• About this exercise: Please report every line in the material below where the word "FusedIterator" is found.

------ Given data

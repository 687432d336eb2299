//! Configuration management

use serde::{Deserialize, Serialize};
use std::collections::HashMap;
use std::path::{Path, PathBuf};
use std::time::Duration;
use tracing::debug;

use crate::error::Error;
use crate::Result;

/// Connection settings for an agent server.
#[derive(Debug, Clone, PartialEq, Eq, Serialize, Deserialize)]
pub struct ClientConfig {
    /// Server root, e.g. `http://localhost:4111`. One trailing slash is ignored.
    #[serde(default = "default_base_url")]
    pub base_url: String,

    /// Retries after the first attempt
    #[serde(default = "default_retries")]
    pub retries: u32,

    /// Delay before the first retry; doubles on each further retry
    #[serde(default = "default_backoff_ms")]
    pub backoff_ms: u64,

    /// Ceiling for the retry delay
    #[serde(default = "default_max_backoff_ms")]
    pub max_backoff_ms: u64,

    /// Per-attempt timeout
    #[serde(default = "default_timeout_ms")]
    pub timeout_ms: u64,

    /// Extra headers sent on every request
    #[serde(default)]
    pub headers: HashMap<String, String>,

    /// Delay between streamed word snapshots
    #[serde(default = "default_stream_delay_ms")]
    pub stream_delay_ms: u64,
}

fn default_base_url() -> String {
    "http://localhost:4111".to_string()
}

fn default_retries() -> u32 {
    3
}

fn default_backoff_ms() -> u64 {
    300
}

fn default_max_backoff_ms() -> u64 {
    5000
}

fn default_timeout_ms() -> u64 {
    30_000
}

fn default_stream_delay_ms() -> u64 {
    50
}

impl Default for ClientConfig {
    fn default() -> Self {
        Self::new(default_base_url())
    }
}

impl ClientConfig {
    /// Config for `base_url` with every other setting at its default.
    pub fn new(base_url: impl Into<String>) -> Self {
        Self {
            base_url: base_url.into(),
            retries: default_retries(),
            backoff_ms: default_backoff_ms(),
            max_backoff_ms: default_max_backoff_ms(),
            timeout_ms: default_timeout_ms(),
            headers: HashMap::new(),
            stream_delay_ms: default_stream_delay_ms(),
        }
    }

    pub fn with_retries(mut self, retries: u32) -> Self {
        self.retries = retries;
        self
    }

    pub fn with_backoff_ms(mut self, backoff_ms: u64, max_backoff_ms: u64) -> Self {
        self.backoff_ms = backoff_ms;
        self.max_backoff_ms = max_backoff_ms;
        self
    }

    pub fn with_timeout_ms(mut self, timeout_ms: u64) -> Self {
        self.timeout_ms = timeout_ms;
        self
    }

    pub fn with_header(mut self, name: impl Into<String>, value: impl Into<String>) -> Self {
        self.headers.insert(name.into(), value.into());
        self
    }

    pub fn with_stream_delay_ms(mut self, stream_delay_ms: u64) -> Self {
        self.stream_delay_ms = stream_delay_ms;
        self
    }

    /// Base URL with a single trailing slash removed.
    ///
    /// Endpoints are appended to this verbatim.
    pub fn base_url(&self) -> &str {
        self.base_url.strip_suffix('/').unwrap_or(&self.base_url)
    }

    pub fn timeout(&self) -> Duration {
        Duration::from_millis(self.timeout_ms)
    }

    pub fn stream_delay(&self) -> Duration {
        Duration::from_millis(self.stream_delay_ms)
    }

    /// Check the numeric invariants and that the base URL is http(s).
    pub fn validate(&self) -> Result<()> {
        let parsed = url::Url::parse(self.base_url())
            .map_err(|e| Error::Config(format!("Invalid base URL {:?}: {}", self.base_url, e)))?;
        if !matches!(parsed.scheme(), "http" | "https") {
            return Err(Error::Config(format!(
                "Base URL must use http or https, got {:?}",
                parsed.scheme()
            )));
        }
        if self.backoff_ms == 0 {
            return Err(Error::Config("backoff_ms must be greater than 0".to_string()));
        }
        if self.max_backoff_ms < self.backoff_ms {
            return Err(Error::Config(format!(
                "max_backoff_ms ({}) must be at least backoff_ms ({})",
                self.max_backoff_ms, self.backoff_ms
            )));
        }
        if self.timeout_ms == 0 {
            return Err(Error::Config("timeout_ms must be greater than 0".to_string()));
        }
        Ok(())
    }
}

/// Main configuration structure
#[derive(Debug, Clone, Default, Serialize, Deserialize)]
pub struct Config {
    /// Agent server connection
    #[serde(default)]
    pub client: ClientConfig,

    /// Agent selected on connect when the server offers it
    #[serde(default)]
    pub default_agent: Option<String>,
}

/// Get the config directory path
pub fn config_dir() -> PathBuf {
    dirs::home_dir()
        .unwrap_or_else(|| PathBuf::from("."))
        .join(".mastra-chat")
}

/// Get the config file path
pub fn config_path() -> PathBuf {
    config_dir().join("config.json")
}

/// Load configuration from file
pub fn load(path: &Path) -> Result<Config> {
    if !path.exists() {
        return Err(Error::Config(format!(
            "Config not found at {:?}. Run 'mastra-chat init' first.",
            path
        )));
    }

    let content = std::fs::read_to_string(path)?;
    let config: Config = serde_json::from_str(&content)?;
    Ok(config)
}

/// Load configuration from file, or defaults when the file does not exist
pub fn load_or_default(path: &Path) -> Result<Config> {
    if path.exists() {
        load(path)
    } else {
        debug!("No config at {:?}, using defaults", path);
        Ok(Config::default())
    }
}

/// Save configuration to file
pub fn save(config: &Config, path: &Path) -> Result<()> {
    // Create parent directory
    if let Some(parent) = path.parent() {
        std::fs::create_dir_all(parent)?;
    }

    let content = serde_json::to_string_pretty(config)?;
    std::fs::write(path, content)?;
    Ok(())
}

#[cfg(test)]
mod tests {
    use super::*;

    #[test]
    fn test_default_config() {
        let config = ClientConfig::default();
        assert_eq!(config.base_url(), "http://localhost:4111");
        assert_eq!(config.retries, 3);
        assert_eq!(config.backoff_ms, 300);
        assert_eq!(config.max_backoff_ms, 5000);
        assert_eq!(config.timeout_ms, 30_000);
        assert_eq!(config.stream_delay_ms, 50);
        assert!(config.headers.is_empty());
        assert!(config.validate().is_ok());
    }

    #[test]
    fn test_base_url_strips_one_trailing_slash() {
        assert_eq!(ClientConfig::new("http://x/").base_url(), "http://x");
        assert_eq!(ClientConfig::new("http://x").base_url(), "http://x");
        assert_eq!(ClientConfig::new("http://x/api/").base_url(), "http://x/api");
    }

    #[test]
    fn test_validate_rejects_bad_numbers() {
        let zero_backoff = ClientConfig::default().with_backoff_ms(0, 100);
        assert!(matches!(zero_backoff.validate(), Err(Error::Config(_))));

        let low_ceiling = ClientConfig::default().with_backoff_ms(500, 100);
        assert!(matches!(low_ceiling.validate(), Err(Error::Config(_))));

        let zero_timeout = ClientConfig::default().with_timeout_ms(0);
        assert!(matches!(zero_timeout.validate(), Err(Error::Config(_))));

        // retries = 0 is a valid single-attempt client
        assert!(ClientConfig::default().with_retries(0).validate().is_ok());
    }

    #[test]
    fn test_validate_rejects_bad_url() {
        assert!(ClientConfig::new("not a url").validate().is_err());
        assert!(ClientConfig::new("ftp://example.com").validate().is_err());
    }

    #[test]
    fn test_partial_file_gets_defaults() {
        let json = r#"{"client": {"base_url": "http://agents.local:4111/", "retries": 1}}"#;
        let config: Config = serde_json::from_str(json).unwrap();
        assert_eq!(config.client.base_url(), "http://agents.local:4111");
        assert_eq!(config.client.retries, 1);
        assert_eq!(config.client.backoff_ms, 300);
        assert!(config.default_agent.is_none());
    }

    #[test]
    fn test_save_and_load() {
        let dir = tempfile::tempdir().unwrap();
        let path = dir.path().join("nested").join("config.json");

        assert!(matches!(load(&path), Err(Error::Config(_))));
        assert_eq!(load_or_default(&path).unwrap().client, ClientConfig::default());

        let config = Config {
            client: ClientConfig::new("https://mastra.example.com").with_header("x-team", "core"),
            default_agent: Some("tech-advisor".to_string()),
        };
        save(&config, &path).unwrap();

        let loaded = load(&path).unwrap();
        assert_eq!(loaded.client, config.client);
        assert_eq!(loaded.default_agent.as_deref(), Some("tech-advisor"));
    }
}
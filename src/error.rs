/// Errors that can occur while carving a URL, path or query buffer
#[derive(Debug, Clone, Copy, PartialEq, Eq)]
pub enum ParseError {
    /// Input buffer is empty
    EmptyInput,
    /// Scheme delimiter `:` is missing or the scheme is empty
    InvalidScheme,
    /// Scheme is not followed by `//`
    MissingAuthority,
    /// Authority has no host
    EmptyHost,
    /// `@` with nothing before it
    EmptyUserinfo,
    /// IPv6 literal without `]`, or followed by something other than `:`
    InvalidIpv6,
    /// Port delimiter with no digits, a non-digit, or a value above 65535.
    ///
    /// Out-of-range ports are rejected rather than wrapped or truncated, which
    /// is stricter than an `atoi`-style reading of the digits.
    InvalidPort,
}

impl core::fmt::Display for ParseError {
    fn fmt(&self, f: &mut core::fmt::Formatter<'_>) -> core::fmt::Result {
        let msg = match self {
            Self::EmptyInput => "Empty input",
            Self::InvalidScheme => "Invalid scheme",
            Self::MissingAuthority => "Missing \"//\" after scheme",
            Self::EmptyHost => "Empty host",
            Self::EmptyUserinfo => "Empty userinfo before \"@\"",
            Self::InvalidIpv6 => "Invalid IPv6 literal",
            Self::InvalidPort => "Invalid port",
        };
        f.write_str(msg)
    }
}

#[cfg(feature = "std")]
impl std::error::Error for ParseError {}

/// Result type for carving operations
pub type Result<T> = core::result::Result<T, ParseError>;
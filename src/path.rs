use crate::helpers::skip_run;
use crate::log::trace;
use core::iter::FusedIterator;
use core::mem;

/// Iterator over the non-empty segments of a path buffer.
///
/// Leading, trailing and repeated "/" never produce a segment.
/// Created by [`path_segments`].
#[derive(Debug, Default)]
pub struct PathSegments<'a> {
    rest: &'a mut [u8],
}

/// Lazily split `path` on "/".
pub fn path_segments(path: &mut [u8]) -> PathSegments<'_> {
    PathSegments { rest: path }
}

impl<'a> Iterator for PathSegments<'a> {
    type Item = &'a mut [u8];

    fn next(&mut self) -> Option<Self::Item> {
        let rest = mem::take(&mut self.rest);
        let start = skip_run(rest, b'/')?;
        let rest = &mut rest[start..];

        let end = memchr::memchr(b'/', rest).unwrap_or(rest.len());
        let (segment, tail) = rest.split_at_mut(end);
        self.rest = tail;
        Some(segment)
    }
}

impl FusedIterator for PathSegments<'_> {}

/// Split `path` into at most `out.len()` segments, stored in order in `out`.
///
/// Returns the number of segments written. Segments beyond the capacity of
/// `out` are silently dropped; an empty or all-"/" path yields 0.
pub fn split_path<'a>(path: &'a mut [u8], out: &mut [&'a mut [u8]]) -> usize {
    let mut segments = path_segments(path);
    let mut count = 0;

    for (slot, segment) in out.iter_mut().zip(&mut segments) {
        *slot = segment;
        count += 1;
    }

    if count == out.len() && segments.rest.iter().any(|&b| b != b'/') {
        trace!("path truncated after {count} segments");
    }

    count
}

------------

• Response box:
use core::iter::FusedIterator;
impl FusedIterator for PathSegments<'_> {}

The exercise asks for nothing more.